◆ Task description:
Repeat every record exactly as written.

(Saved entries)
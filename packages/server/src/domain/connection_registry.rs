//! Connection Registry trait 定義
//!
//! 接続 identity から「どのルームの、どの表示名か」を引くためのインターフェース。
//! 登録内容は `(room code, display name)` への弱い参照であり、Room 側からは参照しない。

use async_trait::async_trait;

use super::{ConnectionId, DisplayName, RoomCode};

/// Where a connection currently belongs.
#[derive(Debug, Clone, PartialEq, Eq)]
pub struct Binding {
    pub room_code: RoomCode,
    pub display_name: DisplayName,
}

impl Binding {
    pub fn new(room_code: RoomCode, display_name: DisplayName) -> Self {
        Self {
            room_code,
            display_name,
        }
    }
}

#[async_trait]
pub trait ConnectionRegistry: Send + Sync {
    /// Bind `identity`, replacing any previous binding of that identity
    async fn bind(&self, identity: ConnectionId, binding: Binding);

    async fn resolve(&self, identity: &ConnectionId) -> Option<Binding>;

    /// Remove and return the binding of `identity`
    async fn unbind(&self, identity: &ConnectionId) -> Option<Binding>;

    /// Number of bound identities
    async fn count(&self) -> usize;
}
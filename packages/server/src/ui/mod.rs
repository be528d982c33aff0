//! WebSocket quiz server implementation.

mod handler;
mod server;
mod signal;
pub mod state;

pub use server::Server;
pub use state::AppState;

◆ Written response:
filename packages/server/src/domain/connection_registry.rs
//! Connection Registry trait 定義
//!
//! 接続 identity から「どのルームの、どの表示名か」を引くためのインターフェース。
//! 登録内容は `(room code, display name)` への弱い参照であり、Room 側からは参照しない。

use async_trait::async_trait;

use super::{ConnectionId, DisplayName, RoomCode};

/// Where a connection currently belongs.
#[derive(Debug, Clone, PartialEq, Eq)]
pub struct Binding {
    pub room_code: RoomCode,
    pub display_name: DisplayName,
}

impl Binding {
    pub fn new(room_code: RoomCode, display_name: DisplayName) -> Self {
        Self {
            room_code,
            display_name,
        }
    }
}

#[async_trait]
pub trait ConnectionRegistry: Send + Sync {
    /// Bind `identity`, replacing any previous binding of that identity
    async fn bind(&self, identity: ConnectionId, binding: Binding);

    async fn resolve(&self, identity: &ConnectionId) -> Option<Binding>;

    /// Remove and return the binding of `identity`
    async fn unbind(&self, identity: &ConnectionId) -> Option<Binding>;

    /// Number of bound identities
    async fn count(&self) -> usize;
}
filename packages/server/src/ui/mod.rs
repository be528d982c33aff0
//! WebSocket quiz server implementation.

mod handler;
mod server;
mod signal;
pub mod state;

pub use server::Server;
pub use state::AppState;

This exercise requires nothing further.